# [Problem details]
Taking the line with "#[arg(long, global = true)]" as the first and the line with "workflow and event" as the last, set down exactly every line in that range from the entries below, and no more.

# [Data to process]

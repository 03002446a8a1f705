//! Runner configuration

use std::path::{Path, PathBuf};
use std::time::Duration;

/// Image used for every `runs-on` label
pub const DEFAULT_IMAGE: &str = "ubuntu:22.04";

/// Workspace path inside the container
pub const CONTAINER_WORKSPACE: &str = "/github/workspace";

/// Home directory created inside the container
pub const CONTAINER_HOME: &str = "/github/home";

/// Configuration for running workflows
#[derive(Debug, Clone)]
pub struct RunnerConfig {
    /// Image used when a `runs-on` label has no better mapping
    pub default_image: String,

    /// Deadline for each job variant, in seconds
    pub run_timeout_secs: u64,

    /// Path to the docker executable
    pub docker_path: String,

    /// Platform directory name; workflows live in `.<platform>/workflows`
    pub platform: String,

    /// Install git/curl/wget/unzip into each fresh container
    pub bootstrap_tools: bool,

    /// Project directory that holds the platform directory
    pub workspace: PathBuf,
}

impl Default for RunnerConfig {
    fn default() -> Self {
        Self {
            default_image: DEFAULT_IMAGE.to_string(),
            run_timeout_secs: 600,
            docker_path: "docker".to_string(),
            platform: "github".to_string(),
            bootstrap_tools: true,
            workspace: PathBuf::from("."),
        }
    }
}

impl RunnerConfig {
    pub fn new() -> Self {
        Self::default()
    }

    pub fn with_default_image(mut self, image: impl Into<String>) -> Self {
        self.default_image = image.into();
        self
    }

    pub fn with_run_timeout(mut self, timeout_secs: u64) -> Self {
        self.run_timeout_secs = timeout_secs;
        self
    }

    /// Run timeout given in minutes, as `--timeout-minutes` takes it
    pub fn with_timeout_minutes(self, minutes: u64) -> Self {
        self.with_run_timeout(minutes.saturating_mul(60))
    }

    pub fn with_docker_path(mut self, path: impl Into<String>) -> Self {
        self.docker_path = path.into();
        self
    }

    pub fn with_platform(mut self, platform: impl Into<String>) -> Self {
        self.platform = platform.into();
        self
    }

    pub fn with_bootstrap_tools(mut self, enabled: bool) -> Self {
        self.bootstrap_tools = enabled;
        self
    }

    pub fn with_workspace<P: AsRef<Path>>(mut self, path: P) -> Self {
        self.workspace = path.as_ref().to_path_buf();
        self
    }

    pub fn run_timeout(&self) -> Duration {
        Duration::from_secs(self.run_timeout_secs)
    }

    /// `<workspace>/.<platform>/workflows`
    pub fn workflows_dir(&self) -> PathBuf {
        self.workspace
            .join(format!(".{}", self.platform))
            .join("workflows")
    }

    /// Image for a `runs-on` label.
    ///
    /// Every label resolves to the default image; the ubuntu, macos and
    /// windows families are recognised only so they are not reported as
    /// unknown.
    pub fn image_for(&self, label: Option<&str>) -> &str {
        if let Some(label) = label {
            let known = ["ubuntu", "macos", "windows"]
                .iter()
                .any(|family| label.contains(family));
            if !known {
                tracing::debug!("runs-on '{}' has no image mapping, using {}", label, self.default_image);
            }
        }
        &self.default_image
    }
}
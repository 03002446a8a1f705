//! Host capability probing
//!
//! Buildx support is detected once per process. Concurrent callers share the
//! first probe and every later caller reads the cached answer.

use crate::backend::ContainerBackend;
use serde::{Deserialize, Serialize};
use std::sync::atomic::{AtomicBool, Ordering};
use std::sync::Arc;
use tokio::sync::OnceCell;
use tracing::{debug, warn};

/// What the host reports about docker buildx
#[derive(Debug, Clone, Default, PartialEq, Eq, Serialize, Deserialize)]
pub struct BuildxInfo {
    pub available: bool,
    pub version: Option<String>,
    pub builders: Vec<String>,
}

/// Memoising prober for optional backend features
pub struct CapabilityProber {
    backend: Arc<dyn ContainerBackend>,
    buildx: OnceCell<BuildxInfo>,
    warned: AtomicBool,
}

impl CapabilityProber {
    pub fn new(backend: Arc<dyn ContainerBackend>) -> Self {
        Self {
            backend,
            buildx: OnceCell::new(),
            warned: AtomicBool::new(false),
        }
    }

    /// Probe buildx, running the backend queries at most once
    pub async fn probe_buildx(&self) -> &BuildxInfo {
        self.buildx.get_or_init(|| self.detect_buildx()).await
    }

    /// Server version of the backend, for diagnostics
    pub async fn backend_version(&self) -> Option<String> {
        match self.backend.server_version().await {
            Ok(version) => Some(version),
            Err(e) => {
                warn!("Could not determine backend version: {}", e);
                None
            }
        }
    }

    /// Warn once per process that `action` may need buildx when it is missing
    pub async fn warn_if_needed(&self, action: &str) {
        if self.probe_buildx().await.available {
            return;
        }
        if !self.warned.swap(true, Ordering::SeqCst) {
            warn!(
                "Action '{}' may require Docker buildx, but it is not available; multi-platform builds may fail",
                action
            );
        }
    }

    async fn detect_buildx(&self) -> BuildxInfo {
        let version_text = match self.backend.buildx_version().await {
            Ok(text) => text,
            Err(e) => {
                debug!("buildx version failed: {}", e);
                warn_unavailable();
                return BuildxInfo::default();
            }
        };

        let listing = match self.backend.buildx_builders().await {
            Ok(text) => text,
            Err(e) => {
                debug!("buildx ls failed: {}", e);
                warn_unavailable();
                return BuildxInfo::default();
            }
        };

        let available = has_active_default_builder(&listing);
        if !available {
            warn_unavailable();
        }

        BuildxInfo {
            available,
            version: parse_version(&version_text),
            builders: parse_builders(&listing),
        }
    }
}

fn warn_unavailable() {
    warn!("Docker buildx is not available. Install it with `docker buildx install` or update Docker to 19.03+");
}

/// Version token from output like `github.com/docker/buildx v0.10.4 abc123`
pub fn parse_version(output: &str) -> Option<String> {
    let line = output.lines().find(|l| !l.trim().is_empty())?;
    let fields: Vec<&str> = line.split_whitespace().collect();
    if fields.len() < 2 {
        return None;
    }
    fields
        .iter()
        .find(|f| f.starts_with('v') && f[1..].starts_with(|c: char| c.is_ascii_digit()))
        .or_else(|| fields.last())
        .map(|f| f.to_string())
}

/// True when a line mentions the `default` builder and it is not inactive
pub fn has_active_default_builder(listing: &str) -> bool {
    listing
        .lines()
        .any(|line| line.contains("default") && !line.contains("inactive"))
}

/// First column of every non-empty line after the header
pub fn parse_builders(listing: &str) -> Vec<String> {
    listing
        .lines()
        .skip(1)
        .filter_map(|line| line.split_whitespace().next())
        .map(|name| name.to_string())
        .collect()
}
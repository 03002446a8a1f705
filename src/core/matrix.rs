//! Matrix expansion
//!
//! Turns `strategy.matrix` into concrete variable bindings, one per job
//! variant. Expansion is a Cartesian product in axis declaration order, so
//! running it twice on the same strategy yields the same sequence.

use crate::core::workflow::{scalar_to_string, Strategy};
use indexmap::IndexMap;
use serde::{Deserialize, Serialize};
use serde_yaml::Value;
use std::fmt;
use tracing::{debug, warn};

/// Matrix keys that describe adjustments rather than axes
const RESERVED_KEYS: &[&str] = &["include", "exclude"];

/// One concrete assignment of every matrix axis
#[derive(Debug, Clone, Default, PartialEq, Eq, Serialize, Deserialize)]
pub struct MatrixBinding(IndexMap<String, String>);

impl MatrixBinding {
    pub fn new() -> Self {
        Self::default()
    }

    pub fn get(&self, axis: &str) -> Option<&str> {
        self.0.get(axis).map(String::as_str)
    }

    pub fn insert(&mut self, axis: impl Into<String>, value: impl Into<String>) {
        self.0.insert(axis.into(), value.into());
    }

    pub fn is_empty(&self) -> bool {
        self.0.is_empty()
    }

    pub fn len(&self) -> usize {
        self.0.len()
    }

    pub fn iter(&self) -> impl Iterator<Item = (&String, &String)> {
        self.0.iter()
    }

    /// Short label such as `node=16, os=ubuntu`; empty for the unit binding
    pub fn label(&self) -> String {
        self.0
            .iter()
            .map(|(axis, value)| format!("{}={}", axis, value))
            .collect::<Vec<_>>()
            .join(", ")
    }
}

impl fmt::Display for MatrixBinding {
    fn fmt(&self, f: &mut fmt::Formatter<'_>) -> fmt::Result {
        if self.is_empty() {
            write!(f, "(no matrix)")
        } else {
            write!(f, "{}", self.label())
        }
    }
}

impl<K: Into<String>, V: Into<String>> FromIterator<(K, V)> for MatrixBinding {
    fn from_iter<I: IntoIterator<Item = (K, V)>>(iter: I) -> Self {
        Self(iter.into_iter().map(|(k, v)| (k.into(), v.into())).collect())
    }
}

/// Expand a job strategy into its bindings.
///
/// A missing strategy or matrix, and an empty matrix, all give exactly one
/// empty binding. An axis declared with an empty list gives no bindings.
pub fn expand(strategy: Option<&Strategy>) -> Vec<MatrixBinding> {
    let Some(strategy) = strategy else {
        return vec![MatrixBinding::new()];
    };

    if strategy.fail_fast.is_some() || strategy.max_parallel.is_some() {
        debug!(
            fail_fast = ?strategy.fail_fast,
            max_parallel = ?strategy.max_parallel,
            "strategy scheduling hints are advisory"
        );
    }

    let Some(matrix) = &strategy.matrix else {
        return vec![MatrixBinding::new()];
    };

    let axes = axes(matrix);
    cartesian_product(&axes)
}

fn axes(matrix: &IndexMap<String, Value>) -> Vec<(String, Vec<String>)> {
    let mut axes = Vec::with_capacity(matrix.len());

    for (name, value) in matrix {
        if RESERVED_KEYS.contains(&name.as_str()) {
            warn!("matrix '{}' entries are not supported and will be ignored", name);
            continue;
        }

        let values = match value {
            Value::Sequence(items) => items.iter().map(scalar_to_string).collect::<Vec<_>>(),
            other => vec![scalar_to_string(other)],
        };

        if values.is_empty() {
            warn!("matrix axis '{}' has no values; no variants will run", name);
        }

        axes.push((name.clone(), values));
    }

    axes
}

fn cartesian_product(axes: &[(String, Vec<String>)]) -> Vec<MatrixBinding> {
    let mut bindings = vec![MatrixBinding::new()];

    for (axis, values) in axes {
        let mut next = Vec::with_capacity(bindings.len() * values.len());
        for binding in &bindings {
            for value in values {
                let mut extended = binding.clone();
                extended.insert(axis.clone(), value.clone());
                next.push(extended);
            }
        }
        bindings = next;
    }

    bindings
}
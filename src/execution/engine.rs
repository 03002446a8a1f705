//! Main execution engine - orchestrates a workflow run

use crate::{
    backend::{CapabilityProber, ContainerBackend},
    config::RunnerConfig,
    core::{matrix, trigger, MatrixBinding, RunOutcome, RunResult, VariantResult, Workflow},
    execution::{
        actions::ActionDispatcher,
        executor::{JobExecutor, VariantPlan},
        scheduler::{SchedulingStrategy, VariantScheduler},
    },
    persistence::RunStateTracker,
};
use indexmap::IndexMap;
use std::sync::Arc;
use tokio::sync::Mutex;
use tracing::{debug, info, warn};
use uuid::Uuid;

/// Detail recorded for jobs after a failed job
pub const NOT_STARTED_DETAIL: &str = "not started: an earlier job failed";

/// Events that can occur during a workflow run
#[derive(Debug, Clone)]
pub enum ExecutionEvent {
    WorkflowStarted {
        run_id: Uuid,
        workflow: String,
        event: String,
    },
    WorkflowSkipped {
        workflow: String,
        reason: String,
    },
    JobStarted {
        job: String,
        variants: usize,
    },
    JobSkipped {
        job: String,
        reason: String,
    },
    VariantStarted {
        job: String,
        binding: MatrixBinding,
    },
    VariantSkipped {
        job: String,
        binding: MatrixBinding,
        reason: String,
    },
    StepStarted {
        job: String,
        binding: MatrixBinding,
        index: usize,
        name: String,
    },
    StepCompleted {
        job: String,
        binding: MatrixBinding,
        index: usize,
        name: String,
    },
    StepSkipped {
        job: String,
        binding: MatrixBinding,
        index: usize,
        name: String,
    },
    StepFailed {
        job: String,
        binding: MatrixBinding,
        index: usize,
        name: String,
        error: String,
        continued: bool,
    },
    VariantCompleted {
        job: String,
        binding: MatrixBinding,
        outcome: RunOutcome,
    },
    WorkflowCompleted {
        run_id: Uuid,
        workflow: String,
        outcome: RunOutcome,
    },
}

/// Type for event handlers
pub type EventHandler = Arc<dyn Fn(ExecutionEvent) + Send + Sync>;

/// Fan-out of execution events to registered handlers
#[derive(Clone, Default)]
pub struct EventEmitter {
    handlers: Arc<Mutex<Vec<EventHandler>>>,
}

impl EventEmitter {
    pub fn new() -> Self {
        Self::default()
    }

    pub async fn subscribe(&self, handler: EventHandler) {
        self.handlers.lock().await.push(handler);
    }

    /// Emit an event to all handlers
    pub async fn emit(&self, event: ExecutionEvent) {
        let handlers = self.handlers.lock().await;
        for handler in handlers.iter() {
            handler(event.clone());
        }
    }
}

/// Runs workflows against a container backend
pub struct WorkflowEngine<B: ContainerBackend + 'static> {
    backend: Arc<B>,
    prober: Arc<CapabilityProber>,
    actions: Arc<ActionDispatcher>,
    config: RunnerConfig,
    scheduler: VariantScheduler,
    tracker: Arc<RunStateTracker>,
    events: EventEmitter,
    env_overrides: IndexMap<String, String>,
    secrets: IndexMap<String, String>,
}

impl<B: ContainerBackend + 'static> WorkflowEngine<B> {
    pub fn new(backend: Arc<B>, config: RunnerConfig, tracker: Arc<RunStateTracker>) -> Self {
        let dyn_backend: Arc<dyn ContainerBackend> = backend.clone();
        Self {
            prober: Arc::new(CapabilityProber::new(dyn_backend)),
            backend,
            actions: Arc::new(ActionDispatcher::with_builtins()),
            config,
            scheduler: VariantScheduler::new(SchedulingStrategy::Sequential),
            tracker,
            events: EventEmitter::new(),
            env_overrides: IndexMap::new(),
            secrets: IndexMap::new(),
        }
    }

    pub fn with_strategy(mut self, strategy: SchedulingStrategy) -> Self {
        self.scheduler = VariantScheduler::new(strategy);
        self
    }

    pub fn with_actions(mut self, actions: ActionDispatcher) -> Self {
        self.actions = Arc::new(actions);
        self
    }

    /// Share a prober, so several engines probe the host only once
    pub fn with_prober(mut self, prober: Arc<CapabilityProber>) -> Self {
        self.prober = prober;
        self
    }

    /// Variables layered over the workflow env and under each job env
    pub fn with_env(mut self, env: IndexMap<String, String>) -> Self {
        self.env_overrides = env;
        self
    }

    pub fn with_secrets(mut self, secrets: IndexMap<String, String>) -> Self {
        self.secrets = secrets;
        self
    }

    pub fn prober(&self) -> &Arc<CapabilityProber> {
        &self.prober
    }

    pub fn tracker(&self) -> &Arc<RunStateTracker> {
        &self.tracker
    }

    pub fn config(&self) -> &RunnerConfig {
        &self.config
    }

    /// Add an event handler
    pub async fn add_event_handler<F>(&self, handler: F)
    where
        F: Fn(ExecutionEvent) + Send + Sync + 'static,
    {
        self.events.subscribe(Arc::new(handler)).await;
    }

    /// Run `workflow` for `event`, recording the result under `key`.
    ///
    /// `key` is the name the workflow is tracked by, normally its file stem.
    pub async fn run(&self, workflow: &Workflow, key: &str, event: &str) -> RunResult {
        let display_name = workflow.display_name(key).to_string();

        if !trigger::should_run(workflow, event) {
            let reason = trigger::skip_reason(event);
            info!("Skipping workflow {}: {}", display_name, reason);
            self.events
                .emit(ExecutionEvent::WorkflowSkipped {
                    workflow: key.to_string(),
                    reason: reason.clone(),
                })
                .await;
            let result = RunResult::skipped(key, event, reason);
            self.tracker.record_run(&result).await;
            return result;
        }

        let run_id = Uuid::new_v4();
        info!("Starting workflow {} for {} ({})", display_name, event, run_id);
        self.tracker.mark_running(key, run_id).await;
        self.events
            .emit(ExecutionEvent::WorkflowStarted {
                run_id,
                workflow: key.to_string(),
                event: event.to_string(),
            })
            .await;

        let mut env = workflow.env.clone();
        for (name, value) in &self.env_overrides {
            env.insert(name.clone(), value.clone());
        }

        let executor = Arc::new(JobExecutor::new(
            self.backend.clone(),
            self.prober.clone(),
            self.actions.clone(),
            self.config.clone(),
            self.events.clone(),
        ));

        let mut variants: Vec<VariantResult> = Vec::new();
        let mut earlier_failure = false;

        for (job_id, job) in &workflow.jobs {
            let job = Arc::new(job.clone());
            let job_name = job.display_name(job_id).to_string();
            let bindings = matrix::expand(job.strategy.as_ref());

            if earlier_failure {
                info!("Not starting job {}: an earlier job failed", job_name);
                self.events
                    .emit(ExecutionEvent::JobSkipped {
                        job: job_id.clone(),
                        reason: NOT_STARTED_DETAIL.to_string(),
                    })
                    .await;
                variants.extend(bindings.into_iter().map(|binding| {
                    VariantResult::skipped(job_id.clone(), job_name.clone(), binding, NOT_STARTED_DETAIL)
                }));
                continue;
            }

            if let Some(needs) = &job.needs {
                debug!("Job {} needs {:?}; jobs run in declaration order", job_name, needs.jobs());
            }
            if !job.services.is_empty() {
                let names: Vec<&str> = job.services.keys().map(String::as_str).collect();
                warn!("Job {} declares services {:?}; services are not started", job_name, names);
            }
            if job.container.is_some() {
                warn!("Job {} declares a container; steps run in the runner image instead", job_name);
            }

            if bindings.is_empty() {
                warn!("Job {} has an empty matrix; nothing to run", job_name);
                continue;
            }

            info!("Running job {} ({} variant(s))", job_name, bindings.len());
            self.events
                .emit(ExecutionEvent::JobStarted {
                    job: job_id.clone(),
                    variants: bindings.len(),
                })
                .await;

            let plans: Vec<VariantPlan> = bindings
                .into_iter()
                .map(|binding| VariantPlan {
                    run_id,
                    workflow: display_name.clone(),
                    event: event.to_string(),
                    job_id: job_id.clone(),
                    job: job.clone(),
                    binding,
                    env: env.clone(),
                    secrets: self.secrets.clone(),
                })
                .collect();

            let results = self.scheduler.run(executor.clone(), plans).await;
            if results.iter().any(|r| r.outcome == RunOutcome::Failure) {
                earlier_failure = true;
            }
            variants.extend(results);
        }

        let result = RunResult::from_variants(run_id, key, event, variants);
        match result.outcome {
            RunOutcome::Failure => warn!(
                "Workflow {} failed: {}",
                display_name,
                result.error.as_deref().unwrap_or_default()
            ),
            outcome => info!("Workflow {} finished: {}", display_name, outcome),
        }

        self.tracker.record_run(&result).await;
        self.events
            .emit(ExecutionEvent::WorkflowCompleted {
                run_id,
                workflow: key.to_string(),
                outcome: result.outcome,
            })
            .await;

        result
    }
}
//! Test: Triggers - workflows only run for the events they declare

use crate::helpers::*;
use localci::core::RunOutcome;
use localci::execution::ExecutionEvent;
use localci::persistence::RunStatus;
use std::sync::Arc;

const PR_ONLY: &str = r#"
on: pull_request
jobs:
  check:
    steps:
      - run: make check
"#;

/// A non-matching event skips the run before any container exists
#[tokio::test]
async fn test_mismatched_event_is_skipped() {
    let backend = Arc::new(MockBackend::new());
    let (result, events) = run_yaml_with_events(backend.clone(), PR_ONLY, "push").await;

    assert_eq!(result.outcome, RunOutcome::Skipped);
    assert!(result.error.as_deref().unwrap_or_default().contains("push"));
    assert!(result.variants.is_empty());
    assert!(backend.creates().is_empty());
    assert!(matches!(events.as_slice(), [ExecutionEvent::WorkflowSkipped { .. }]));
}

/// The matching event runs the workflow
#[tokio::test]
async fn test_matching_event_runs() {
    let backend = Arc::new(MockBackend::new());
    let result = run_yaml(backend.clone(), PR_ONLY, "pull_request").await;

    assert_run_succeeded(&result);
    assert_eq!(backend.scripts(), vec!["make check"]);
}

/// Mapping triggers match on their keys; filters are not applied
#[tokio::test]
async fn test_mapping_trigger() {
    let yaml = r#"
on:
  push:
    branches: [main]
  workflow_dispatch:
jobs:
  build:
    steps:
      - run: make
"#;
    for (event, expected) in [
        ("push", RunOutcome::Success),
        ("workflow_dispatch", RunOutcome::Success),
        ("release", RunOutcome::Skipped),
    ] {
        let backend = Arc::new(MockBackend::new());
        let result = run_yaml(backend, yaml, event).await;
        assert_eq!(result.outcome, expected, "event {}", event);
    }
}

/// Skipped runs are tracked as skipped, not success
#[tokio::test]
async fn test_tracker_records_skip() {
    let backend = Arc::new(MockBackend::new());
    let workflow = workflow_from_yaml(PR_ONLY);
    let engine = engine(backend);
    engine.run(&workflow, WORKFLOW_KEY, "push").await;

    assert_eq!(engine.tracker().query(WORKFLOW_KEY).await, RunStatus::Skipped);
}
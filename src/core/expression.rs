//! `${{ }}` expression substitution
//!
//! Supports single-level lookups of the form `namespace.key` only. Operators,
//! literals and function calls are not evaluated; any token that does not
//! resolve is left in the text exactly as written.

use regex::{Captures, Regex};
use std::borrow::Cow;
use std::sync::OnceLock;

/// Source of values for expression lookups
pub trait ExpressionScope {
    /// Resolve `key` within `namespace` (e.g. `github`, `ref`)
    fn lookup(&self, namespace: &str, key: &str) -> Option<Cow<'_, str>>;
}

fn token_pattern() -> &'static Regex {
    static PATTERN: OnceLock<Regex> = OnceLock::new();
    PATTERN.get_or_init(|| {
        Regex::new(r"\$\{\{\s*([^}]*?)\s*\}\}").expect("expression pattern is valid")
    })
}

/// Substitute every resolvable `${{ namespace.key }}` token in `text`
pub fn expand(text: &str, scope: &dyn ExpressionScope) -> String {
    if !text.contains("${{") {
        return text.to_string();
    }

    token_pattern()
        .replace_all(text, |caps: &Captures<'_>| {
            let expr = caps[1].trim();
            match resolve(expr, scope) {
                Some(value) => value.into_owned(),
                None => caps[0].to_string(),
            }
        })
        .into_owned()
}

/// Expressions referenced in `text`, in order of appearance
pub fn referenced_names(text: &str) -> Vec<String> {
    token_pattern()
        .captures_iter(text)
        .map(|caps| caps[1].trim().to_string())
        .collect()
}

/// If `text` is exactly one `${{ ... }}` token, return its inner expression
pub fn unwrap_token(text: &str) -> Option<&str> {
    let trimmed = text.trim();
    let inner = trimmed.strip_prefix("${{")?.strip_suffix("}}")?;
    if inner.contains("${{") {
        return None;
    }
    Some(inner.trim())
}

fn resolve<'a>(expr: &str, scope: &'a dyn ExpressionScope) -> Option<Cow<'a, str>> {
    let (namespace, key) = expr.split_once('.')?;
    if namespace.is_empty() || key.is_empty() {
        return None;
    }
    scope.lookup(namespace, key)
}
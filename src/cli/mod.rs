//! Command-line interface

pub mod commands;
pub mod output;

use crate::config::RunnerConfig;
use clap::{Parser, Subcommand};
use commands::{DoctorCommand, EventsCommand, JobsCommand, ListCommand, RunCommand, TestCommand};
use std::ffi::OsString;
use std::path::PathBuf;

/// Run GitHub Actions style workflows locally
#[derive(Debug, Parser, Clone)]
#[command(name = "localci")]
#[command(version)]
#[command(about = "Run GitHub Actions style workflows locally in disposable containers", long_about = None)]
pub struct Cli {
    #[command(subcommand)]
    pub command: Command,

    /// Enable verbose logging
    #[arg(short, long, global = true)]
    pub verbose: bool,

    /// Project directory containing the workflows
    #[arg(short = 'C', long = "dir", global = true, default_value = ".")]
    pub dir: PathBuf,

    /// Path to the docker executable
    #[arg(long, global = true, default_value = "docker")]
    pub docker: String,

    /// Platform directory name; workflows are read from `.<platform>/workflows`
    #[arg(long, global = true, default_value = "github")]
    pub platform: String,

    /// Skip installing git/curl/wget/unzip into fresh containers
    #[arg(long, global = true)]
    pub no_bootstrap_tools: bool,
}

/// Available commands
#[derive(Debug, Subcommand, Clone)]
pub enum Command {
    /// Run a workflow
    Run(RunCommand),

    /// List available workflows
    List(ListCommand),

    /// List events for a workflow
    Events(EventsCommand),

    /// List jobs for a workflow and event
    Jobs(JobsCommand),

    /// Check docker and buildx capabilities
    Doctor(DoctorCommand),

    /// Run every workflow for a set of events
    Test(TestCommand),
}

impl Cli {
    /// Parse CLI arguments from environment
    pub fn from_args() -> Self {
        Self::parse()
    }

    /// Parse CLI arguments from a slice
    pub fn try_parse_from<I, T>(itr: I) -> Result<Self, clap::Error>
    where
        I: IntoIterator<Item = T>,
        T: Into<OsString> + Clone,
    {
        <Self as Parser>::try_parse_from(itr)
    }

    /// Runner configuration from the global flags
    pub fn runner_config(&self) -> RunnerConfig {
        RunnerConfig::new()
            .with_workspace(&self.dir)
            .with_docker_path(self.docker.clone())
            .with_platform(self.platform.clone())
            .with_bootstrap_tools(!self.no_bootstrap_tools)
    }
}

# [Problem solution]
    #[arg(long, global = true)]
    pub no_bootstrap_tools: bool,
}

/// Available commands
#[derive(Debug, Subcommand, Clone)]
pub enum Command {
    /// Run a workflow
    Run(RunCommand),

    /// List available workflows
    List(ListCommand),

    /// List events for a workflow
    Events(EventsCommand),

    /// List jobs for a workflow and event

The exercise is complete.